On March 3, 1864, an act of Congress was passed giving Secretary Chase still further discretionary power. It authorized him to issue $200,000,000 of bonds, bearing date March 1, 1864, or any subsequent date, redeemable after five years and payable in forty years, in coin, bearing interest not exceeding six per cent., subsequently known as 10-40 bonds. Under authority of this act, Secretary Chase, immediately after the 5-20 bonds bearing six per cent. interest had been disposed of, put 10-40 bonds bearing only five per cent. interest on the market. Very naturally the loan did not prove a success, and by the 1st of July, 1864, the sum realized from 10-40 bonds amounted to only $73,337,750. In order to defray the expenses of the government, the Secretary continued to issue evidences of indebtedness of the government in various forms calculated to circulate as a currency. By this time National Bank notes began to swell the volume of the currency. The following statement shows the amount and kinds of paper in circulation June 30, 1864:

U. S. notes, greenbacks....

Postal, fractional currency.

Interest bearing legal tender Treasury notes

Certificates of Indebtedness.

National Bank notes....

State Bank circulation about.

Seven-thirty Treasury notes...

$431,178,670 84

22,894,877 25

168,571,450 00

160,720,000 00

25,825,695 00

135,000,000 00

109,356,150 00

72,330,191 44

Temporary deposits for which certificates were issued....

$1,125,877,034 53

From the above table it will be seen that the country was flooded with paper securities of the government of every description, mostly bearing interest and issued in a form to circulate as currency.
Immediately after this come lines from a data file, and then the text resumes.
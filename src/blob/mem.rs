//! Anonymous shared-memory blob backed by a memfd.

use bytes::Bytes;
use std::fs::File;
use std::os::fd::OwnedFd;
use std::os::unix::fs::FileExt;

use crate::error::{CacheError, CacheResult, ErrorKind};

/// A blob held in an anonymous memory file.
///
/// On Linux the region is a `memfd_create` descriptor; elsewhere (or if the
/// syscall is unavailable) an immediately-unlinked temporary file stands in.
/// Either way the exported handle is a plain file descriptor and readers can
/// memory-map it for zero-copy access.
pub struct MemBlob {
    file: File,
}

impl MemBlob {
    pub fn allocate(name: &str, size: u64) -> CacheResult<Self> {
        let file = create_anon_file(name)?;
        file.set_len(size)
            .map_err(|e| CacheError::internal(format!("memfd set_len: {}", e)))?;
        Ok(Self { file })
    }

    pub fn write_at(&self, offset: u64, data: &[u8]) -> CacheResult<()> {
        self.file.write_all_at(data, offset)?;
        Ok(())
    }

    pub fn read_at(&self, offset: u64, len: u64) -> CacheResult<Bytes> {
        let mut buf = vec![0u8; len as usize];
        self.file.read_exact_at(&mut buf, offset)?;
        Ok(Bytes::from(buf))
    }

    pub fn flush(&self) -> CacheResult<()> {
        self.file.sync_data()?;
        Ok(())
    }

    /// Duplicates the backing descriptor for export to a client. Receivers
    /// can memory-map the descriptor for zero-copy reads.
    pub fn dup_fd(&self) -> CacheResult<OwnedFd> {
        let dup = self
            .file
            .try_clone()
            .map_err(|e| CacheError::internal(format!("dup memfd: {}", e)))?;
        Ok(OwnedFd::from(dup))
    }
}

#[cfg(target_os = "linux")]
fn create_anon_file(name: &str) -> CacheResult<File> {
    use nix::sys::memfd::{memfd_create, MemFdCreateFlag};
    use std::ffi::CString;

    let cname = CString::new(name.as_bytes())
        .map_err(|_| CacheError::with_message(ErrorKind::Validation, "NUL in blob name"))?;
    match memfd_create(&cname, MemFdCreateFlag::MFD_CLOEXEC) {
        Ok(fd) => Ok(File::from(fd)),
        // ENOSYS on exotic kernels: fall back to an unlinked temp file.
        Err(nix::errno::Errno::ENOSYS) => anon_tempfile(),
        Err(e) => Err(CacheError::internal(format!("memfd_create: {}", e))),
    }
}

#[cfg(not(target_os = "linux"))]
fn create_anon_file(_name: &str) -> CacheResult<File> {
    anon_tempfile()
}

fn anon_tempfile() -> CacheResult<File> {
    tempfile::tempfile().map_err(|e| CacheError::internal(format!("anon tempfile: {}", e)))
}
Now take into consideration the fact that over $700,000,000 of bonds bearing interest payable in gold had just been issued, and also that the military situation was very critical, and no one can fail to see into what a wretched condition the finances of the country had been brought. The "bulls" and "bears" of Wall street fairly rioted in the speculation and gold gambling which ensued. The premium on gold began to go up. On the 15th of January, 1864, it was 1.55; on the 15th of February, 1.59; on the 15th of April, 1.78; on the 15th of June, 1.79; on the 30th of June, 2.50; and on the 11th of July, 2.85. The business affairs of the country were of course greatly deranged, and distrust became general. The credit of the government suffered enormously-worse than if it had sustained a dozen defeats in the field. But the game had been carried too far, and it was no longer possible to deceive the public, so something had to be done to allay public feeling and restore confidence. Secretary Chase was compelled to resign June 30, 1864. No change, however, was made in

the policy of the Treasury Department, and matters went on from bad to worse.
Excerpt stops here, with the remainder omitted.